Question

I have defined an assembly level attribute class FooAttribute like this:

namespace Bar
{
    [System.AttributeUsage (System.AttributeTargets.Assembly, AllowMultiple=true)]
    public sealed class FooAttribute : System.Attribute
    {
        public FooAttribute(string id, System.Type type)
        {
            // ...
        }
    }
}

and I use it to associate an id to classes, for instance:

[assembly: Bar.Foo ("MyClass", typeof (Bar.MyClass))]

namespace Bar
{
    public class MyClass
    {
        private class Mystery { }
    }
}

This all works fine. But what if I need to somehow reference the private class Mystery, defined in MyClass? Is this at all possible? Trying to reference it from the top-level [assembly: ...] directive does not work, as the type is not publicly visible:

[assembly: Bar.Foo ("Mystery", typeof (Bar.MyClass.Mystery))] // won't work

And trying to put the [assembly: ...] directive into MyClass in so that it could see Mystery is not legal, as [assembly: ...] must be defined at the top level:

namespace Bar
{
    class MyClass
    {
        [assembly: FooAttribute (...)] // won't work either
        ...
    }
}

There is a way to access internal types from outside of an assembly by declaring the user a friend of the assembly, but how about referencing private types inside an assembly? I guess it is not possible, and I just would have to declare Mystery to be internal instead, but I want to be sure I did not miss some subtlety.

Was it helpful?

Solution

Your assertions in your last paragraphs are correct. Your options would be to:

  • Make the nested class internal to enable typeof

or

  • Have an added constructor to FooAttribute which takes the fully qualified type name of the private nested class, and then uses reflection to get a System.Type representing it.

For instance:

public sealed class FooAttribute
{
    public FooAttribute(string id, string typeName)
    {
        var type = Type.GetType(typeName);

        // whatever the other ctor does with the System.Type...
    }
}

usage:

[assembly: Foo("Bar", typeof(Bar))]
[assembly: Foo("Baz", "Foo.Bar+Baz, MyAssembly")]

namespace Foo
{
    public class Bar
    {
        private class Baz
        {
        }
    }
}

OTHER TIPS

Making it internal (which you already state you don't want to do) is the least effort approach. For the majority of code, allowing MyClass to expose (via a static property) the type instance (i.e. public static Type MysteryType { get { return typeof(Mystery); } } would work, but that won't work from an attribute (only constant values of a few basic types can be used).

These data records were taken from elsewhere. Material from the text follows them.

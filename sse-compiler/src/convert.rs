//! JSON ↔ [`sse_core::Value`] conversion for the config surface.
//!
//! The config document is plain JSON (no custom wire format), so every
//! initializer, query literal, and metadata tag arrives as
//! `serde_json::Value` and is translated once at the compiler boundary.

use sse_core::{Map, Value};

/// Convert a JSON value into the engine's dynamic [`Value`].
///
/// JSON has no tuple/int-vs-float-preserving distinction beyond what
/// `serde_json::Number` already tracks, so JSON arrays always become
/// `Value::List` — callers that need a `Tuple` (e.g. for type-checking a
/// sampled value) construct it explicitly rather than through JSON.
pub fn json_to_value(json: &serde_json::Value) -> Value {
    match json {
        serde_json::Value::Null => Value::None,
        serde_json::Value::Bool(b) => Value::Bool(*b),
        serde_json::Value::Number(n) => {
            if let Some(i) = n.as_i64() {
                Value::Int(i)
            } else {
                Value::Float(n.as_f64().unwrap_or(f64::NAN))
            }
        }
        serde_json::Value::String(s) => Value::Str(s.clone()),
        serde_json::Value::Array(items) => Value::List(items.iter().map(json_to_value).collect()),
        serde_json::Value::Object(entries) => {
            let mut m = Map::new();
            for (k, v) in entries {
                m.insert(k.clone(), json_to_value(v));
            }
            Value::Map(m)
        }
    }
}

The only alternative to internal, then, is to code it as a string literal, (i.e. [Foo("Bar.MyClass+Mystery")]) and use typeof(MyClass).Assembly.GetType(fullName) - but then you lose the compiler validation that typeof normally provides. (note also the + that the runtime uses to represent nested types, not . which is the C# representation)

Personally, I'd just make it internal.